Now, it’s just a matter of putting that together with consistently good results like he’s had this summer and he can truly be a crossover star. Even though he’s out of this U.S. Open, it was a big step in the right direction. 

“I feel like when I'm out there playing, I feel like it's bigger than a tennis match, win or lose,” he said. “I almost cried walking off court. Not just even because I lost, it's just the amount of love they showed me walking off the court. Losing a tennis match is almost irrelevant sometimes what the outcome is. I'm bouncing a ball going into the breaker, deuce or whatever in the third, and I have four kids saying, ‘Whatever happens, you're my inspiration.’ That's what it's about.

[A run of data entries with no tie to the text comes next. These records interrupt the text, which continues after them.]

//! Root directory preference backed by a TOML settings file.

use std::path::{Path, PathBuf};
use std::sync::{Mutex, PoisonError, RwLock};

use relocator_core::{CacheInvalidator, PreferenceError, PreferenceStore, RelocatorConfig};

/// Stores the root directory under one key of a TOML settings file.
///
/// Other keys in the file belong to unrelated settings and are preserved.
#[derive(Debug)]
pub struct FilePreferenceStore {
    path: PathBuf,
    key: String,
    default_root: PathBuf,
    write_lock: Mutex<()>,
}

impl FilePreferenceStore {
    /// Create a store for `key` in the settings file at `path`.
    pub fn new(path: impl Into<PathBuf>, key: impl Into<String>, default_root: impl Into<PathBuf>) -> Self {
        Self {
            path: path.into(),
            key: key.into(),
            default_root: default_root.into(),
            write_lock: Mutex::new(()),
        }
    }

    /// Create a store from the relocator config.
    pub fn from_config(config: &RelocatorConfig) -> Self {
        Self::new(
            &config.settings_path,
            &config.preference_key,
            &config.default_root,
        )
    }

    /// Path of the settings file.
    pub fn path(&self) -> &Path {
        &self.path
    }

    fn read_table(&self) -> Result<toml::Table, PreferenceError> {
        let content = match std::fs::read_to_string(&self.path) {
            Ok(content) => content,
            Err(e) if e.kind() == std::io::ErrorKind::NotFound => return Ok(toml::Table::new()),
            Err(source) => {
                return Err(PreferenceError::Io {
                    path: self.path.clone(),
                    source,
                });
            }
        };

        toml::from_str(&content).map_err(|source| PreferenceError::Parse {
            path: self.path.clone(),
            source,
        })
    }

    fn write_table(&self, table: &toml::Table) -> Result<(), PreferenceError> {
        let io_err = |source| PreferenceError::Io {
            path: self.path.clone(),
            source,
        };

        if let Some(parent) = self.path.parent() {
            std::fs::create_dir_all(parent).map_err(io_err)?;
        }

        let content = toml::to_string_pretty(table)?;

        // Write beside the target and rename so readers never see a partial file.
        let tmp = self.path.with_extension("toml.tmp");
        std::fs::write(&tmp, content).map_err(io_err)?;
        std::fs::rename(&tmp, &self.path).map_err(io_err)
    }
}

impl PreferenceStore for FilePreferenceStore {
    fn get(&self) -> Result<PathBuf, PreferenceError> {
        let table = self.read_table()?;
        match table.get(&self.key) {
            Some(toml::Value::String(path)) if !path.is_empty() => Ok(PathBuf::from(path)),
            Some(other) => {
                tracing::warn!(
                    target: "preference",
                    key = %self.key,
                    "Ignoring non-path value {other}, using default root"
                );
                Ok(self.default_root.clone())
            }
            None => Ok(self.default_root.clone()),
        }
    }

    fn set(&self, path: &Path) -> Result<(), PreferenceError> {
        let _guard = self.write_lock.lock().unwrap_or_else(PoisonError::into_inner);
        let mut table = self.read_table()?;
        table.insert(
            self.key.clone(),
            toml::Value::String(path.to_string_lossy().into_owned()),
        );
        self.write_table(&table)
    }

    fn key(&self) -> &str {
        &self.key
    }
}

/// Caches reads of another store until invalidated by key.
#[derive(Debug)]
pub struct CachedPreferenceStore<S> {
    inner: S,
    cached: RwLock<Option<PathBuf>>,
}

impl<S: PreferenceStore> CachedPreferenceStore<S> {
    pub fn new(inner: S) -> Self {
        Self {
            inner,
            cached: RwLock::new(None),
        }
    }

    /// Whether a value is currently cached.
    pub fn is_cached(&self) -> bool {
        self.cached
            .read()
            .unwrap_or_else(PoisonError::into_inner)
            .is_some()
    }

    /// The wrapped store.
    pub fn inner(&self) -> &S {
        &self.inner
    }
}

impl<S: PreferenceStore> PreferenceStore for CachedPreferenceStore<S> {
    fn get(&self) -> Result<PathBuf, PreferenceError> {
        if let Some(path) = self
            .cached
            .read()
            .unwrap_or_else(PoisonError::into_inner)
            .as_ref()
        {
            return Ok(path.clone());
        }

        let path = self.inner.get()?;
        *self.cached.write().unwrap_or_else(PoisonError::into_inner) = Some(path.clone());
        Ok(path)
    }

    fn set(&self, path: &Path) -> Result<(), PreferenceError> {
        self.inner.set(path)?;
        *self.cached.write().unwrap_or_else(PoisonError::into_inner) = Some(path.to_path_buf());
        Ok(())
    }

    fn key(&self) -> &str {
        self.inner.key()
    }
}

impl<S: PreferenceStore> CacheInvalidator for CachedPreferenceStore<S> {
    fn invalidate(&self, key: &str) {
        if key != self.inner.key() {
            return;
        }
        tracing::debug!(target: "preference", key, "Invalidating cached preference");
        *self.cached.write().unwrap_or_else(PoisonError::into_inner) = None;
    }
}

#[cfg(test)]
mod tests {
    use super::*;

    #[test]
    fn test_get_falls_back_to_default() {
        let dir = tempfile::tempdir().unwrap();
        let store = FilePreferenceStore::new(dir.path().join("settings.toml"), "root_directory", "/default");

        assert_eq!(store.get().unwrap(), PathBuf::from("/default"));
    }

    #[test]
    fn test_set_preserves_other_settings() {
        let dir = tempfile::tempdir().unwrap();
        let path = dir.path().join("settings.toml");
        std::fs::write(&path, "theme = \"dark\"\n").unwrap();

        let store = FilePreferenceStore::new(&path, "root_directory", "/default");
        store.set(Path::new("/data/new")).unwrap();

        assert_eq!(store.get().unwrap(), PathBuf::from("/data/new"));
        let content = std::fs::read_to_string(&path).unwrap();
        assert!(content.contains("theme = \"dark\""));
        assert!(!path.with_extension("toml.tmp").exists());
    }

    #[test]
    fn test_get_rejects_corrupt_file() {
        let dir = tempfile::tempdir().unwrap();
        let path = dir.path().join("settings.toml");
        std::fs::write(&path, "root_directory = [unterminated").unwrap();

        let store = FilePreferenceStore::new(&path, "root_directory", "/default");
        assert!(matches!(store.get(), Err(PreferenceError::Parse { .. })));
    }

    #[test]
    fn test_cache_invalidated_by_key() {
        let dir = tempfile::tempdir().unwrap();
        let path = dir.path().join("settings.toml");
        let cached = CachedPreferenceStore::new(FilePreferenceStore::new(&path, "root_directory", "/default"));

        assert_eq!(cached.get().unwrap(), PathBuf::from("/default"));
        assert!(cached.is_cached());

        // Written behind the cache's back.
        cached.inner().set(Path::new("/elsewhere")).unwrap();
        assert_eq!(cached.get().unwrap(), PathBuf::from("/default"));

        cached.invalidate("unrelated");
        assert!(cached.is_cached());

        cached.invalidate("root_directory");
        assert!(!cached.is_cached());
        assert_eq!(cached.get().unwrap(), PathBuf::from("/elsewhere"));
    }
}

“That's why I wake up every day and I go crazy, I do all that, because a little kid is going to remember that. Parents are paying their hard-earned money to put their kids in seats and watch it. I just want to put on a show.

Don't get that twisted as I'm just out here trying to be an entertainer. I want to win just as bad as the next person. I still generally want to win. I want to have fun and I want everybody in the crowd to enjoy those three hours, four hours, however long I'm out there as well.”